Hz. Ömer, şehre vardığında patrikle birlikte Hristiyan ahali Şam kapısında kendisini karşıladı. Patrik köşeye çekilip ağlamaya başladı. Gönlü müteessir olan Hz Ömer, “Üzülme, rahat ol. Dünya dönektir; gün vardır lehinedir, gün vardır aleyhinedir” sözleriyle teselli etmek istediğinde Patrik Sophronius cevap verdi: “Saltanatı kaybettiğim için değil; sizin hâkimiyetinizin sonsuza dek devam edeceğini anladığımdan ağladım. Zulmün hâkimiyeti bir andır; adaletin hâkimiyeti ise kıyamete kadardır. Ben sizi fethedip geçen, sonra yıllar içinde kaybolup giden bir idare zannetmiştim.” der.

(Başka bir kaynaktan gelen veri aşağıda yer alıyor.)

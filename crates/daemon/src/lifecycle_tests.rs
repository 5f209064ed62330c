// SPDX-License-Identifier: BUSL-1.1
// Copyright (c) 2026 Alfred Jean LLC

use super::*;
use df_adapters::SiteError;
use df_core::{FarmId, FarmStatus};
use tempfile::TempDir;

const CONFIG: &str = r#"
[engine]
concurrency = 1

[[farms]]
id = "alpha"
site = "noop"
url = "https://example.test/alpha"
schedule_minutes = 15

[[farms]]
id = "beta"
site = "noop"
url = "https://example.test/beta"
enabled = false
"#;

fn config_in(dir: &TempDir, content: Option<&str>) -> Config {
    let path = dir.path().join("dfd.toml");
    if let Some(content) = content {
        std::fs::write(&path, content).unwrap();
    }
    Config::with_state_dir(path, &dir.path().join("state"))
}

#[tokio::test]
async fn startup_registers_configured_farms() {
    let dir = TempDir::new().unwrap();
    let config = config_in(&dir, Some(CONFIG));

    let daemon = startup(&config).await.unwrap();

    let farms = daemon.runtime.farms();
    assert_eq!(farms.len(), 2);
    let alpha = daemon.runtime.farm(&FarmId::new("alpha")).unwrap();
    assert_eq!(alpha.status, FarmStatus::Idle);
    assert_eq!(alpha.schedule_minutes, 15);
    let beta = daemon.runtime.farm(&FarmId::new("beta")).unwrap();
    assert_eq!(beta.status, FarmStatus::Disabled);
    assert!(config.lock_path.exists());

    daemon.shutdown().await.unwrap();
    assert!(!config.lock_path.exists());
}

#[tokio::test]
async fn missing_config_starts_empty() {
    let dir = TempDir::new().unwrap();
    let config = config_in(&dir, None);

    let daemon = startup(&config).await.unwrap();

    assert!(daemon.runtime.farms().is_empty());
    assert_eq!(daemon.engine, EngineConfig::default());
    daemon.shutdown().await.unwrap();
}

#[tokio::test]
async fn second_daemon_cannot_take_the_lock() {
    let dir = TempDir::new().unwrap();
    let config = config_in(&dir, Some(CONFIG));
    let first = startup(&config).await.unwrap();

    let second = startup(&config).await;

    assert!(matches!(second, Err(LifecycleError::LockFailed(_))));
    assert!(config.lock_path.exists());
    first.shutdown().await.unwrap();
}

#[tokio::test]
async fn unknown_site_fails_startup_and_releases_lock() {
    let dir = TempDir::new().unwrap();
    let config = config_in(
        &dir,
        Some(
            r#"
[[farms]]
id = "alpha"
site = "elsewhere"
url = "https://example.test/alpha"
"#,
        ),
    );

    let result = startup(&config).await;

    assert!(matches!(
        result,
        Err(LifecycleError::Runtime(RuntimeError::Site(SiteError::UnknownSite(_))))
    ));
    assert!(!config.lock_path.exists());
}

#[tokio::test]
async fn invalid_config_is_rejected() {
    let dir = TempDir::new().unwrap();
    let config = config_in(
        &dir,
        Some(
            r#"
[[farms]]
id = "alpha"
site = "noop"
url = "https://example.test/alpha"
schedule_minutes = 0
"#,
        ),
    );

    let result = startup(&config).await;

    assert!(matches!(
        result,
        Err(LifecycleError::Config(ConfigError::ScheduleOutOfRange(0)))
    ));
}

#[tokio::test]
async fn reload_applies_the_new_farm_list() {
    let dir = TempDir::new().unwrap();
    let config = config_in(&dir, Some(CONFIG));
    let daemon = startup(&config).await.unwrap();

    let updated = CONFIG.replace("schedule_minutes = 15", "schedule_minutes = 5")
        + r#"
[[farms]]
id = "gamma"
site = "noop"
url = "https://example.test/gamma"
"#;
    std::fs::write(&config.config_path, updated).unwrap();
    daemon.reload().await.unwrap();

    assert_eq!(daemon.runtime.farms().len(), 3);
    let alpha = daemon.runtime.farm(&FarmId::new("alpha")).unwrap();
    assert_eq!(alpha.schedule_minutes, 5);
    daemon.shutdown().await.unwrap();
}

#[tokio::test]
async fn reload_removes_farms_no_longer_listed() {
    let dir = TempDir::new().unwrap();
    let config = config_in(&dir, Some(CONFIG));
    let daemon = startup(&config).await.unwrap();

    let only_alpha = CONFIG
        .split("[[farms]]")
        .take(2)
        .collect::<Vec<_>>()
        .join("[[farms]]");
    std::fs::write(&config.config_path, only_alpha).unwrap();
    daemon.reload().await.unwrap();

    let ids: Vec<FarmId> = daemon.runtime.farms().into_iter().map(|farm| farm.id).collect();
    assert_eq!(ids, vec![FarmId::new("alpha")]);
    assert!(daemon.runtime.farm(&FarmId::new("beta")).is_err());
    daemon.shutdown().await.unwrap();
}

#[tokio::test]
async fn probe_reports_reachability() {
    let listener = tokio::net::TcpListener::bind("127.0.0.1:0").await.unwrap();
    let open = listener.local_addr().unwrap().to_string();
    assert!(probe(&open, Duration::from_secs(1)).await);

    let closed = {
        let listener = std::net::TcpListener::bind("127.0.0.1:0").unwrap();
        listener.local_addr().unwrap().to_string()
    };
    assert!(!probe(&closed, Duration::from_secs(1)).await);
}

#[tokio::test]
async fn await_connectivity_retries_until_attempts_run_out() {
    let listener = tokio::net::TcpListener::bind("127.0.0.1:0").await.unwrap();
    let open = listener.local_addr().unwrap().to_string();
    assert!(await_connectivity(&open, Duration::from_secs(1), 3, Duration::from_millis(10)).await);

    let closed = {
        let listener = std::net::TcpListener::bind("127.0.0.1:0").unwrap();
        listener.local_addr().unwrap().to_string()
    };
    let start = Instant::now();
    assert!(!await_connectivity(&closed, Duration::from_secs(1), 3, Duration::from_millis(20)).await);
    assert!(start.elapsed() >= Duration::from_millis(40));
}

#[tokio::test]
async fn suspend_and_wake_toggle_the_queue() {
    let dir = TempDir::new().unwrap();
    let config = config_in(&dir, Some(CONFIG));
    let daemon = startup(&config).await.unwrap();

    daemon.suspend();
    assert!(daemon.runtime.queue().paused);
    daemon.wake();
    assert!(!daemon.runtime.queue().paused);

    daemon.shutdown().await.unwrap();
}
// SPDX-License-Identifier: BUSL-1.1
// Copyright (c) 2026 Alfred Jean LLC

//! Check cycle pipeline
//!
//! Steps run in order and the first failure ends the cycle:
//! open checker, login, still-active (only with activity open), start
//! activity (only when the condition permits and nothing is open). The
//! outcome is fed back to the farm, which closes the checker and settles
//! its status.

use crate::executor::Executor;
use crate::pool::SessionPool;
use df_adapters::{SessionHost, SiteError, SiteSessions, StatsStore};
use df_core::{Clock, FarmEvent, FarmId};
use std::sync::Arc;
use std::time::Instant;
use tracing::Instrument;

/// Run one check cycle for `id` started at `epoch`
pub(crate) async fn run<H, S, C>(exec: Arc<Executor<H, S, C>>, id: FarmId, epoch: u64)
where
    H: SessionHost,
    S: StatsStore,
    C: Clock,
{
    let span = tracing::info_span!("cycle", farm = %id, epoch);
    async move {
        let start = Instant::now();
        let outcome = steps(&exec, &id, epoch).await;
        let elapsed_ms = start.elapsed().as_millis() as u64;

        let event = match outcome {
            Ok(()) => {
                tracing::info!(elapsed_ms, "cycle finished");
                FarmEvent::CycleFinished { epoch }
            }
            Err(SiteError::Superseded)
                if !exec.farm(&id).is_ok_and(|farm| farm.is_current(epoch)) =>
            {
                tracing::info!(elapsed_ms, "cycle superseded");
                return;
            }
            Err(e) => {
                tracing::warn!(elapsed_ms, error = %e, "cycle failed");
                FarmEvent::CycleFailed {
                    epoch,
                    reason: e.to_string(),
                }
            }
        };
        if let Err(e) = exec.feed(&id, event).await {
            tracing::debug!(error = %e, "farm removed before cycle result");
        }
    }
    .instrument(span)
    .await
}

async fn steps<H, S, C>(exec: &Arc<Executor<H, S, C>>, id: &FarmId, epoch: u64) -> Result<(), SiteError>
where
    H: SessionHost,
    S: StatsStore,
    C: Clock,
{
    let farm = exec.farm(id).map_err(|_| SiteError::Superseded)?;
    if !farm.is_current(epoch) {
        return Err(SiteError::Superseded);
    }
    let site = exec.sites.get(&farm.site)?;
    let mut pool = SessionPool::new(Arc::clone(exec), &farm, epoch);

    pool.open_checker().await?;
    site.login(&mut pool).await?;
    pool.current()?;

    if !pool.activity().is_empty() {
        site.still_active(&mut pool).await?;
    }

    if pool.current()?.may_start_activity(exec.clock.utc_now()) {
        site.start_activity(&mut pool).await?;
        pool.current()?;
    }
    Ok(())
}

Hz. Ömer, Kudüs papazlarının tüm ısrarlarına rağmen, Hz. İsa’nın çarmıha gerildiği yerde inşa edilen “Kıyamet Kilisesi”nde namaz kılmaz ve “Benden sonra gelecek olan halifeler benim burada namaz kılmamı bahane edip çok kutsal saydığınız kilisenizi elinizden alabilirler” düşüncesiyle, namazını avluda kılar.
“Allah’ın evi esaret altındayken Selahattin nasıl kendi evinde yatabilir?” deyip çadırda yatıp kalkan Selahaddin Eyyubi, 1187 yılında gerçekleşen Hittin Savaşı neticesinde Kudüs’ü Haçlıların elinden geri almayı başardı. Kudüs halkına en iyi şekilde muamele etti. Kübbetü’s Sahra’nın üstündeki haç işaretini kaldırttı. Şehrin restore, mimari ve yenilenmesine önem verdi. Mescid-i Aksa’ya Nureddin Zenki’nin hazırlamış olduğu minberi hediye etti. Mehmed Âkif’in deyişiyle, “Şark’ın en sevgili Sultanı Selâhaddin” de aynı hassasiyeti sergiledi ve Filistin’den gitmek isteyen papazlara ve halka kolaylık sağlayıp, kalmak isteyenlere başta “inanç özgürlüğü” olmak üzere her türlü özgürlüğü bahşetti.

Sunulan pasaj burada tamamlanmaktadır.